Today. a guy that was fishing told me he saw a "turtle as large a five gallon barrel swimming around." I also saw the turtle again near the shore but it was more cautious. It may be a female wanting to lay eggs on shore. 

A close up photo of the face:
http://www.ohiogamefishing.com/photopost/showphoto.php?photo=13912&size=big&sort=1&cat=500


----------



## tmccunn (Mar 21, 2006)

Thats insane. I didnt think you would find any that size on the chagrin. What area of the chagrin did you see run into him?


----------



## vkutsch (Oct 28, 2005)

River Dweller20 said:


> Yeah, they are quick. One I caught about 25 pounds last summer, well I reeled it in and my father reached down to cut the line and it, no kidding, jumped off of its front legs, stretched out his neck, and almost got him. Nasty dude!


Playing golf in florida, there was a small (10-15lb) aligator snapper crawling across the fairway. After poking at it with a putter (and getting a nice bite mark in the handle) for a little bit, it launched at me COMPLETELY off the ground, about a foot the air, neck stretched out aiming for my crotch- surprised the hell out off me. Never knew turtles could jump! needless to say, we left it alone and were more careful getting balls around water hazards.


----------



## liquidsoap (Oct 22, 2005)

vkutsch said:


> Playing golf in florida, there was a small (10-15lb) aligator snapper crawling across the fairway. After poking at it with a putter (and getting a nice bite mark in the handle) for a little bit, it launched at me COMPLETELY off the ground, about a foot the air, neck stretched out aiming for my crotch- surprised the hell out off me. Never knew turtles could jump! needless to say, we left it alone and were more careful getting balls around water hazards.



WOW I bet that was fun!

At piedmont in september I was fishing for channel cats with chicken liver under a float. My bobber was standing straight up and went under for about a second I though I was seeing things so I let it go.
About a minute later I see the bobber go side ways and start moving real slow.
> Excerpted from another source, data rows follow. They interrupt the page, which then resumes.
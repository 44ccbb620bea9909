// Copyright (c) 2025, Jason Jenkins
// SPDX-License-Identifier: BSD-3-Clause

//! Blocking backend client.
//!
//! Every call is one request/response round trip with no retry. Calls block,
//! so the UI runs them on worker threads (see `crate::jobs`).

use super::error::ApiError;
use super::wire::{self, HealthStatus};
use crate::config::BackendConfig;
use crate::models::player::{DetectionResult, Point};
use crate::models::video::UploadPart;
use reqwest::blocking::{multipart, Client, RequestBuilder};

/// Client for the three backend endpoints plus frame image download.
#[derive(Debug, Clone)]
pub struct ApiClient {
    client: Client,
    base_url: String,
}

impl ApiClient {
    pub fn new(config: &BackendConfig) -> Result<Self, ApiError> {
        let client = Client::builder().timeout(config.request_timeout()).build()?;
        Ok(Self {
            client,
            base_url: config.base_url.trim_end_matches('/').to_string(),
        })
    }

    pub fn base_url(&self) -> &str {
        &self.base_url
    }

    fn url(&self, path: &str) -> String {
        format!("{}/{}", self.base_url, path.trim_start_matches('/'))
    }

    /// Send a request and return the body of a 2xx response.
    fn send(&self, request: RequestBuilder) -> Result<String, ApiError> {
        let response = request.send()?;
        let status = response.status();
        let body = response.text()?;
        if !status.is_success() {
            log::error!("API error: {} {}", status.as_u16(), body);
            return Err(ApiError::Status {
                status: status.as_u16(),
                body,
            });
        }
        Ok(body)
    }

    fn video_part(video: &UploadPart) -> Result<multipart::Part, ApiError> {
        let part = multipart::Part::file(&video.path)?
            .file_name(video.file_name.clone())
            .mime_str(&video.mime_type)?;
        Ok(part)
    }

    /// `GET /health`. Informational only.
    pub fn health_check(&self) -> Result<HealthStatus, ApiError> {
        let body = self.send(self.client.get(self.url("health")))?;
        wire::parse_health(&body)
    }

    /// `POST /analyze_frame`: detect players in the frame at `time_in_seconds`.
    pub fn analyze_frame(&self, video: &UploadPart, time_in_seconds: f64) -> Result<DetectionResult, ApiError> {
        log::info!("Analyzing frame of {} at {:.2}s", video.file_name, time_in_seconds);

        let form = multipart::Form::new()
            .part("video", Self::video_part(video)?)
            .text("time_in_seconds", time_in_seconds.to_string());

        let body = self.send(self.client.post(self.url("analyze_frame")).multipart(form))?;
        let result = wire::parse_analyze_frame(&body)?;
        log::info!("Frame analysis returned {} players", result.players.len());
        Ok(result)
    }

    /// `POST /analyze_with_gemini`: generate a report for the player at
    /// `player_coordinates`. Returns the report text.
    pub fn analyze_with_ai(
        &self,
        video: &UploadPart,
        time_in_seconds: f64,
        player_coordinates: Point,
        prompt: &str,
    ) -> Result<String, ApiError> {
        log::info!(
            "Requesting AI analysis of {} at {:.2}s for ({}, {}), prompt {} chars",
            video.file_name,
            time_in_seconds,
            player_coordinates.x,
            player_coordinates.y,
            prompt.chars().count()
        );

        let coordinates = serde_json::json!({
            "x": player_coordinates.x,
            "y": player_coordinates.y,
        });
        let form = multipart::Form::new()
            .part("video", Self::video_part(video)?)
            .text("time_in_seconds", time_in_seconds.to_string())
            .text("player_coordinates", coordinates.to_string())
            .text("prompt", prompt.to_string());

        let body = self.send(self.client.post(self.url("analyze_with_gemini")).multipart(form))?;
        wire::parse_analyze_with_ai(&body)
    }

    /// Resolve a frame URL from the backend. Relative URLs are taken
    /// relative to the backend's base URL.
    fn frame_url(&self, url: &str) -> Result<reqwest::Url, ApiError> {
        let base = reqwest::Url::parse(&format!("{}/", self.base_url))
            .map_err(|e| ApiError::Decode(format!("invalid backend URL {}: {}", self.base_url, e)))?;
        base.join(url.trim())
            .map_err(|e| ApiError::Decode(format!("invalid frame URL {:?}: {}", url, e)))
    }

    /// Download the annotated frame image.
    pub fn fetch_image(&self, url: &str) -> Result<Vec<u8>, ApiError> {
        let url = self.frame_url(url)?;
        log::debug!("Downloading frame from {}", url);
        let response = self.client.get(url).send()?;
        let status = response.status();
        if !status.is_success() {
            let body = response.text().unwrap_or_default();
            return Err(ApiError::Status {
                status: status.as_u16(),
                body,
            });
        }
        Ok(response.bytes()?.to_vec())
    }
}

#[cfg(test)]
mod tests {
    use super::*;
    use std::io::{BufRead, BufReader, Read, Write};
    use std::net::TcpListener;
    use std::thread::JoinHandle;

    /// Serve exactly one canned response on a loopback port. The handle
    /// yields the raw request that was received.
    fn serve_once(status: &str, content_type: &str, body: &[u8]) -> (String, JoinHandle<String>) {
        let listener = TcpListener::bind("127.0.0.1:0").unwrap();
        let base_url = format!("http://{}", listener.local_addr().unwrap());
        let status = status.to_string();
        let content_type = content_type.to_string();
        let body = body.to_vec();

        let handle = std::thread::spawn(move || {
            let (stream, _) = listener.accept().unwrap();
            let mut reader = BufReader::new(stream.try_clone().unwrap());

            let mut head = String::new();
            let mut content_length = 0usize;
            let mut chunked = false;
            loop {
                let mut line = String::new();
                reader.read_line(&mut line).unwrap();
                let lower = line.to_ascii_lowercase();
                if let Some(v) = lower.strip_prefix("content-length:") {
                    content_length = v.trim().parse().unwrap();
                }
                if lower.starts_with("transfer-encoding:") && lower.contains("chunked") {
                    chunked = true;
                }
                head.push_str(&line);
                if line == "\r\n" || line.is_empty() {
                    break;
                }
            }

            let mut request_body = Vec::new();
            if chunked {
                loop {
                    let mut size_line = String::new();
                    reader.read_line(&mut size_line).unwrap();
                    let size = usize::from_str_radix(size_line.trim(), 16).unwrap();
                    let mut chunk = vec![0u8; size + 2];
                    reader.read_exact(&mut chunk).unwrap();
                    if size == 0 {
                        break;
                    }
                    request_body.extend_from_slice(&chunk[..size]);
                }
            } else {
                request_body.resize(content_length, 0);
                reader.read_exact(&mut request_body).unwrap();
            }

            let mut stream = stream;
            write!(
                stream,
                "HTTP/1.1 {}\r\nContent-Type: {}\r\nContent-Length: {}\r\nConnection: close\r\n\r\n",
                status,
                content_type,
                body.len()
            )
            .unwrap();
            stream.write_all(&body).unwrap();
            stream.flush().unwrap();

            head + &String::from_utf8_lossy(&request_body)
        });

        (base_url, handle)
    }

    fn client_for(base_url: &str) -> ApiClient {
        ApiClient::new(&BackendConfig {
            base_url: base_url.to_string(),
            request_timeout_secs: 10,
        })
        .unwrap()
    }

    fn video_fixture(dir: &tempfile::TempDir) -> UploadPart {
        let path = dir.path().join("match.mp4");
        std::fs::write(&path, b"\0\0\0\x18ftypisomFAKEVIDEOBYTES").unwrap();
        UploadPart {
            path,
            file_name: "match.mp4".to_string(),
            mime_type: "video/mp4".to_string(),
        }
    }

    #[test]
    fn test_health_check() {
        let (base_url, server) = serve_once("200 OK", "application/json", br#"{"status":"healthy"}"#);
        let status = client_for(&base_url).health_check().unwrap();
        assert!(status.is_healthy());

        let request = server.join().unwrap();
        assert!(request.starts_with("GET /health HTTP/1.1"));
    }

    #[test]
    fn test_analyze_frame_sends_multipart() {
        let dir = tempfile::tempdir().unwrap();
        let video = video_fixture(&dir);
        let body = br#"{"success":true,"annotated_frame_url":"http://x/f.jpg",
            "players_data":[{"id":1,"bbox":[1,2,3,4],"center":[2,3]}],
            "image_dimensions":{"width":640,"height":360},"video_duration":20.0}"#;
        let (base_url, server) = serve_once("200 OK", "application/json", body);

        let result = client_for(&base_url).analyze_frame(&video, 12.5).unwrap();
        assert_eq!(result.players.len(), 1);
        assert_eq!(result.annotated_frame_url, "http://x/f.jpg");

        let request = server.join().unwrap();
        assert!(request.starts_with("POST /analyze_frame HTTP/1.1"));
        assert!(request.contains("name=\"video\"; filename=\"match.mp4\""));
        assert!(request.contains("FAKEVIDEOBYTES"));
        assert!(request.contains("name=\"time_in_seconds\"\r\n\r\n12.5"));
    }

    #[test]
    fn test_analyze_with_ai_sends_coordinates_and_prompt() {
        let dir = tempfile::tempdir().unwrap();
        let video = video_fixture(&dir);
        let (base_url, server) = serve_once(
            "200 OK",
            "application/json",
            r#"{"success":true,"analysis":"Good movement."}"#.as_bytes(),
        );

        let report = client_for(&base_url)
            .analyze_with_ai(&video, 3.0, Point::new(425.0, 275.5), "Describe player #2")
            .unwrap();
        assert_eq!(report, "Good movement.");

        let request = server.join().unwrap();
        assert!(request.starts_with("POST /analyze_with_gemini HTTP/1.1"));
        assert!(request.contains(r#"{"x":425.0,"y":275.5}"#));
        assert!(request.contains("name=\"prompt\"\r\n\r\nDescribe player #2"));
    }

    #[test]
    fn test_non_2xx_carries_body() {
        let (base_url, server) = serve_once(
            "500 Internal Server Error",
            "application/json",
            br#"{"error":"ROBOFLOW_API_KEY not configured"}"#,
        );
        let err = client_for(&base_url).health_check().unwrap_err();
        match err {
            ApiError::Status { status, body } => {
                assert_eq!(status, 500);
                assert!(body.contains("ROBOFLOW_API_KEY"));
            }
            other => panic!("unexpected error: {other:?}"),
        }
        server.join().unwrap();
    }

    #[test]
    fn test_unreachable_backend_is_connectivity() {
        let listener = TcpListener::bind("127.0.0.1:0").unwrap();
        let base_url = format!("http://{}", listener.local_addr().unwrap());
        drop(listener);

        let err = client_for(&base_url).health_check().unwrap_err();
        assert!(err.is_connectivity(), "{err:?}");
    }

    #[test]
    fn test_missing_video_file() {
        let client = client_for("http://127.0.0.1:9");
        let video = UploadPart {
            path: "/definitely/not/here.mp4".into(),
            file_name: "here.mp4".to_string(),
            mime_type: "video/mp4".to_string(),
        };
        assert!(matches!(client.analyze_frame(&video, 1.0), Err(ApiError::Io(_))));
    }

    #[test]
    fn test_fetch_image() {
        let (base_url, server) = serve_once("200 OK", "image/jpeg", &[0xFF, 0xD8, 0xFF, 0xE0]);
        let bytes = client_for(&base_url)
            .fetch_image(&format!("{}/frame.jpg", base_url))
            .unwrap();
        assert_eq!(bytes, vec![0xFF, 0xD8, 0xFF, 0xE0]);
        server.join().unwrap();
    }

    #[test]
    fn test_fetch_image_relative_url() {
        let (base_url, server) = serve_once("200 OK", "image/png", &[0x89, b'P', b'N', b'G']);
        let bytes = client_for(&base_url)
            .fetch_image("/static/frame_analysis/1_annotated_frame.jpg")
            .unwrap();
        assert_eq!(bytes, vec![0x89, b'P', b'N', b'G']);

        let request = server.join().unwrap();
        assert!(request.starts_with("GET /static/frame_analysis/1_annotated_frame.jpg HTTP/1.1"));
    }

    #[test]
    fn test_frame_url_resolution() {
        let client = client_for("http://localhost:5001/api");
        assert_eq!(
            client.frame_url("static/f.jpg").unwrap().as_str(),
            "http://localhost:5001/api/static/f.jpg"
        );
        assert_eq!(
            client.frame_url("/static/f.jpg").unwrap().as_str(),
            "http://localhost:5001/static/f.jpg"
        );
        assert_eq!(
            client.frame_url("https://cdn.example.test/f.jpg").unwrap().as_str(),
            "https://cdn.example.test/f.jpg"
        );
        assert!(matches!(client.frame_url("http://[bad"), Err(ApiError::Decode(_))));
    }

    #[test]
    fn test_url_joining() {
        let client = client_for("http://localhost:5001/");
        assert_eq!(client.base_url(), "http://localhost:5001");
        assert_eq!(client.url("/health"), "http://localhost:5001/health");
    }
}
Then it stayed at a slant. After about 20 minutes of watching it, I yanked, it was a 30+ pound snapping turtle. Only one I ever caught, and I some how managed to get my hook back dont ask how!


----------



## big fish (Oct 9, 2005)

dang that thing looks mean. well after readin this stuff about snappers im NEVER swimming were i know there in there


----------



## creekwalker (May 23, 2004)

Alaskariverrat said:


> ...I have a photo where I am holding the turtle up but it gives away the location.


How about touching up the photo and remove the background and post it? I would like to see another picture of it from a little farther away. Looks like a really large one, but still hard to tell from the photos posted.
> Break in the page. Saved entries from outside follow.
// Copyright (c) 2025, Jason Jenkins
// SPDX-License-Identifier: BSD-3-Clause

//! Wizard controller.
//!
//! Owns the current step and every piece of state that crosses steps: the
//! chosen video, the timestamp, the detection result, the selected player,
//! the optional player details and the finished report. Stages never mutate
//! this directly; they return intents that the app applies through the
//! methods below. Replacing the video or re-running detection clears
//! everything downstream so a report can never refer to another
//! frame or player.

use crate::config::AnalysisConfig;
use crate::models::analysis::{AnalysisResult, PlayerMetadata};
use crate::models::player::{DetectionResult, Point};
use crate::models::video::{UploadPart, VideoSelection};
use crate::prompt::{build_prompt, PromptContext};
use crate::util::geometry;

/// Wizard steps, in order.
#[derive(Debug, Clone, Copy, PartialEq, Eq)]
pub enum Step {
    Upload,
    SelectFrame,
    SelectPlayer,
    AiAnalysis,
    Result,
}

impl Step {
    /// Steps shown in the progress indicator.
    pub const ALL: [Step; 5] = [
        Step::Upload,
        Step::SelectFrame,
        Step::SelectPlayer,
        Step::AiAnalysis,
        Step::Result,
    ];

    pub fn previous(self) -> Option<Step> {
        match self {
            Step::Upload => None,
            Step::SelectFrame => Some(Step::Upload),
            Step::SelectPlayer => Some(Step::SelectFrame),
            Step::AiAnalysis => Some(Step::SelectPlayer),
            Step::Result => Some(Step::AiAnalysis),
        }
    }

    pub fn title(self) -> &'static str {
        match self {
            Step::Upload => "Upload video",
            Step::SelectFrame => "Select frame",
            Step::SelectPlayer => "Select player",
            Step::AiAnalysis => "AI analysis",
            Step::Result => "Report",
        }
    }
}

/// Backend reachability as last observed.
#[derive(Debug, Clone, Copy, PartialEq, Eq)]
pub enum ServerStatus {
    Checking,
    Online,
    Offline,
}

/// An intent that does not fit the current state.
#[derive(Debug, Clone, PartialEq, thiserror::Error)]
pub enum WizardError {
    #[error("{action} is not available on the {step:?} step")]
    WrongStep { action: &'static str, step: Step },

    #[error("Please choose a video first")]
    NoVideo,

    #[error("Please analyze a frame first")]
    NoDetection,

    #[error("Please select a player first")]
    NoPlayer,

    #[error("There is no player #{0} in this frame")]
    UnknownPlayer(u32),
}

/// Where a back action leads.
#[derive(Debug, Clone, Copy, PartialEq, Eq)]
pub enum BackOutcome {
    Moved(Step),
    Exit,
}

/// Everything a worker needs for `analyze_frame`.
#[derive(Debug, Clone, PartialEq)]
pub struct FrameRequest {
    pub video: UploadPart,
    pub time_in_seconds: f64,
}

/// Everything a worker needs for `analyze_with_ai`.
#[derive(Debug, Clone, PartialEq)]
pub struct AiRequest {
    pub video: UploadPart,
    pub time_in_seconds: f64,
    pub player_id: u32,
    pub player_coordinates: Point,
    pub prompt: String,
}

/// The wizard's single state container.
#[derive(Debug)]
pub struct WizardController {
    step: Step,
    video: Option<VideoSelection>,
    timestamp: f64,
    detection: Option<DetectionResult>,
    selected_player: Option<u32>,
    metadata: PlayerMetadata,
    result: Option<AnalysisResult>,
    server_status: ServerStatus,
    upload_error: Option<String>,
    frame_error: Option<String>,
    analysis_error: Option<String>,
}

impl Default for WizardController {
    fn default() -> Self {
        Self::new()
    }
}

impl WizardController {
    pub fn new() -> Self {
        Self {
            step: Step::Upload,
            video: None,
            timestamp: 0.0,
            detection: None,
            selected_player: None,
            metadata: PlayerMetadata::default(),
            result: None,
            server_status: ServerStatus::Checking,
            upload_error: None,
            frame_error: None,
            analysis_error: None,
        }
    }

    fn expect_step(&self, expected: Step, action: &'static str) -> Result<(), WizardError> {
        if self.step == expected {
            Ok(())
        } else {
            Err(WizardError::WrongStep {
                action,
                step: self.step,
            })
        }
    }

    fn go_to(&mut self, step: Step) {
        if self.step != step {
            log::info!("Wizard: {:?} -> {:?}", self.step, step);
            self.step = step;
        }
    }

    // ----- read access -----

    pub fn step(&self) -> Step {
        self.step
    }

    pub fn video(&self) -> Option<&VideoSelection> {
        self.video.as_ref()
    }

    pub fn timestamp(&self) -> f64 {
        self.timestamp
    }

    /// Best known video duration: local probe first, then the backend's.
    pub fn duration(&self) -> Option<f64> {
        self.video
            .as_ref()
            .and_then(|v| v.duration())
            .or_else(|| self.detection.as_ref().and_then(|d| d.video_duration))
    }

    pub fn detection(&self) -> Option<&DetectionResult> {
        self.detection.as_ref()
    }

    pub fn selected_player(&self) -> Option<u32> {
        self.selected_player
    }

    pub fn metadata(&self) -> &PlayerMetadata {
        &self.metadata
    }

    pub fn metadata_mut(&mut self) -> &mut PlayerMetadata {
        &mut self.metadata
    }

    pub fn result(&self) -> Option<&AnalysisResult> {
        self.result.as_ref()
    }

    pub fn server_status(&self) -> ServerStatus {
        self.server_status
    }

    pub fn upload_error(&self) -> Option<&str> {
        self.upload_error.as_deref()
    }

    pub fn frame_error(&self) -> Option<&str> {
        self.frame_error.as_deref()
    }

    pub fn analysis_error(&self) -> Option<&str> {
        self.analysis_error.as_deref()
    }

    // ----- connectivity -----

    pub fn set_server_status(&mut self, status: ServerStatus) {
        if self.server_status != status {
            log::info!("Server status: {:?}", status);
        }
        self.server_status = status;
    }

    /// Backend actions are disabled only once we know the server is down.
    pub fn backend_available(&self) -> bool {
        self.server_status != ServerStatus::Offline
    }

    // ----- upload -----

    pub fn set_upload_error(&mut self, message: impl Into<String>) {
        self.upload_error = Some(message.into());
    }

    pub fn clear_upload_error(&mut self) {
        self.upload_error = None;
    }

    /// Take ownership of a validated video and move on to frame selection.
    ///
    /// The previous selection (and its playback source) is released and all
    /// downstream state is cleared.
    pub fn accept_video(&mut self, video: VideoSelection) -> Result<(), WizardError> {
        self.expect_step(Step::Upload, "choosing a video")?;

        self.timestamp = video.duration().map(|d| d / 2.0).unwrap_or(0.0);
        log::info!("Video selected: {}", video.file_name);
        self.video = Some(video);
        self.detection = None;
        self.selected_player = None;
        self.metadata = PlayerMetadata::default();
        self.result = None;
        self.upload_error = None;
        self.frame_error = None;
        self.analysis_error = None;
        self.go_to(Step::SelectFrame);
        Ok(())
    }

    // ----- frame selection -----

    /// Move the scrub position, clamped to the video.
    pub fn set_timestamp(&mut self, seconds: f64) {
        let seconds = if seconds.is_finite() { seconds.max(0.0) } else { 0.0 };
        self.timestamp = match self.duration() {
            Some(duration) => seconds.min(duration),
            None => seconds,
        };
    }

    pub fn request_frame_analysis(&mut self) -> Result<FrameRequest, WizardError> {
        self.expect_step(Step::SelectFrame, "frame analysis")?;
        let video = self.video.as_ref().ok_or(WizardError::NoVideo)?;
        self.frame_error = None;
        Ok(FrameRequest {
            video: video.upload_part(),
            time_in_seconds: self.timestamp,
        })
    }

    pub fn frame_analysis_succeeded(&mut self, detection: DetectionResult) -> Result<(), WizardError> {
        self.expect_step(Step::SelectFrame, "a frame analysis result")?;
        log::info!(
            "Detected {} players in {}x{} frame",
            detection.players.len(),
            detection.image_dimensions.width,
            detection.image_dimensions.height
        );
        self.detection = Some(detection);
        self.selected_player = None;
        self.result = None;
        self.analysis_error = None;
        self.go_to(Step::SelectPlayer);
        Ok(())
    }

    pub fn frame_analysis_failed(&mut self, message: impl Into<String>) {
        let message = message.into();
        log::error!("Frame analysis failed: {}", message);
        self.frame_error = Some(message);
    }

    pub fn dismiss_frame_error(&mut self) {
        self.frame_error = None;
    }

    /// Fill in the frame size once the image itself has been decoded, for
    /// backends that did not report it.
    pub fn fill_image_dimensions(&mut self, width: u32, height: u32) {
        if let Some(detection) = &mut self.detection {
            if detection.image_dimensions.is_empty() {
                detection.image_dimensions.width = width;
                detection.image_dimensions.height = height;
            }
        }
    }

    // ----- player selection -----

    /// Toggle `player_id`. Returns the player's center when it ends up
    /// selected, `None` when the selection was cleared.
    pub fn toggle_player(&mut self, player_id: u32) -> Result<Option<Point>, WizardError> {
        self.expect_step(Step::SelectPlayer, "selecting a player")?;
        let detection = self.detection.as_ref().ok_or(WizardError::NoDetection)?;
        let player = detection
            .player(player_id)
            .ok_or(WizardError::UnknownPlayer(player_id))?;
        let center = player.center;

        self.result = None;
        if self.selected_player == Some(player_id) {
            log::info!("Deselected player #{}", player_id);
            self.selected_player = None;
            Ok(None)
        } else {
            log::info!("Selected player #{} at ({}, {})", player_id, center.x, center.y);
            self.selected_player = Some(player_id);
            Ok(Some(center))
        }
    }

    /// Handle a click on the frame away from any box. Toggles the nearest
    /// player if its center is within `radius` native pixels.
    pub fn click_near(&mut self, native_point: Point, radius: f64) -> Result<Option<u32>, WizardError> {
        self.expect_step(Step::SelectPlayer, "selecting a player")?;
        let detection = self.detection.as_ref().ok_or(WizardError::NoDetection)?;
        match geometry::player_near(&detection.players, &native_point, radius) {
            Some(id) => {
                self.toggle_player(id)?;
                Ok(Some(id))
            }
            None => {
                log::debug!("Click at ({:.1}, {:.1}) is not near any player", native_point.x, native_point.y);
                Ok(None)
            }
        }
    }

    pub fn confirm_player(&mut self) -> Result<(), WizardError> {
        self.expect_step(Step::SelectPlayer, "confirming a player")?;
        if self.selected_player.is_none() {
            return Err(WizardError::NoPlayer);
        }
        self.go_to(Step::AiAnalysis);
        Ok(())
    }

    // ----- AI analysis -----

    /// The prompt that would be sent for the current selection and details.
    pub fn prompt_text(&self, config: &AnalysisConfig) -> Result<String, WizardError> {
        let detection = self.detection.as_ref().ok_or(WizardError::NoDetection)?;
        let player_id = self.selected_player.ok_or(WizardError::NoPlayer)?;
        let player = detection
            .player(player_id)
            .ok_or(WizardError::UnknownPlayer(player_id))?;
        let fps = self
            .video
            .as_ref()
            .and_then(|v| v.metadata.fps)
            .filter(|f| f.is_finite() && *f > 0.0)
            .unwrap_or(config.assumed_fps);

        Ok(build_prompt(&PromptContext {
            player,
            timestamp_secs: self.timestamp,
            fps,
            metadata: &self.metadata,
            language: &config.report_language,
        }))
    }

    pub fn request_ai_analysis(&mut self, config: &AnalysisConfig) -> Result<AiRequest, WizardError> {
        self.expect_step(Step::AiAnalysis, "AI analysis")?;
        let video = self.video.as_ref().ok_or(WizardError::NoVideo)?;
        let prompt = self.prompt_text(config)?;
        let player_id = self.selected_player.ok_or(WizardError::NoPlayer)?;
        let player_coordinates = self
            .detection
            .as_ref()
            .and_then(|d| d.player(player_id))
            .map(|p| p.center)
            .ok_or(WizardError::UnknownPlayer(player_id))?;

        let request = AiRequest {
            video: video.upload_part(),
            time_in_seconds: self.timestamp,
            player_id,
            player_coordinates,
            prompt,
        };
        self.analysis_error = None;
        Ok(request)
    }

    pub fn ai_analysis_succeeded(&mut self, request: &AiRequest, report_text: String) -> Result<(), WizardError> {
        self.expect_step(Step::AiAnalysis, "an AI analysis result")?;
        let detection = self.detection.as_ref().ok_or(WizardError::NoDetection)?;
        if self.selected_player != Some(request.player_id) {
            return Err(WizardError::NoPlayer);
        }

        self.result = Some(AnalysisResult {
            report_text,
            prompt_text: request.prompt.clone(),
            selected_player_id: request.player_id,
            annotated_frame_url: detection.annotated_frame_url.clone(),
            players: detection.players.clone(),
            image_dimensions: detection.image_dimensions,
            timestamp_secs: request.time_in_seconds,
            metadata: self.metadata.clone(),
        });
        self.go_to(Step::Result);
        Ok(())
    }

    pub fn ai_analysis_failed(&mut self, message: impl Into<String>) {
        let message = message.into();
        log::error!("AI analysis failed: {}", message);
        self.analysis_error = Some(message);
    }

    pub fn dismiss_analysis_error(&mut self) {
        self.analysis_error = None;
    }

    // ----- navigation -----

    /// Go back one step. Back from the first step leaves the wizard.
    pub fn back(&mut self) -> BackOutcome {
        match self.step.previous() {
            Some(previous) => {
                self.frame_error = None;
                self.analysis_error = None;
                self.go_to(previous);
                BackOutcome::Moved(previous)
            }
            None => {
                log::info!("Wizard: back from {:?}, exiting", self.step);
                BackOutcome::Exit
            }
        }
    }

    /// Drop everything and return to the upload step.
    pub fn start_over(&mut self) {
        let status = self.server_status;
        *self = Self::new();
        self.server_status = status;
        log::info!("Wizard reset");
    }
}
I grew up in Southern Ohio and used to jug fish for catfish and turtle. Caught quite a few nice ones, but nothing that approached 50lbs. I would estimate 35lbs at the largest I've personally caught.


CW


----------



## flypilot33 (Feb 9, 2006)

I know some people who eat them and they keep them in a container and don't feed it for a few days then kill it. They say that that cleans it out good. If you do eat it, after you cut the head off watch out, it will still bite your finger off (after cut off) for 24 hours or more sometimes.


----------



## bkr43050 (Apr 5, 2004)

I have eaten many turtles over the years and used to sell it to a local restaurant as college income several years back. I never took the time to pen them and filter them out. I never had a problem with the taste so I never felt the need to do so.

They will definitely continue to bite by reflex even after the head is severed for a while. However they will not do it for 24 hours or anywhere close to that. Their involuntary movement is much like that of a snake when it has been killed.


----------



## flypilot33 (Feb 9, 2006)

I personally have seen one that still bit over 24 hours after its head was chopped off. I have many witnesses.


----------



## cummins_man (May 16, 2006)

Wow, if that's a big net That's a big turtle.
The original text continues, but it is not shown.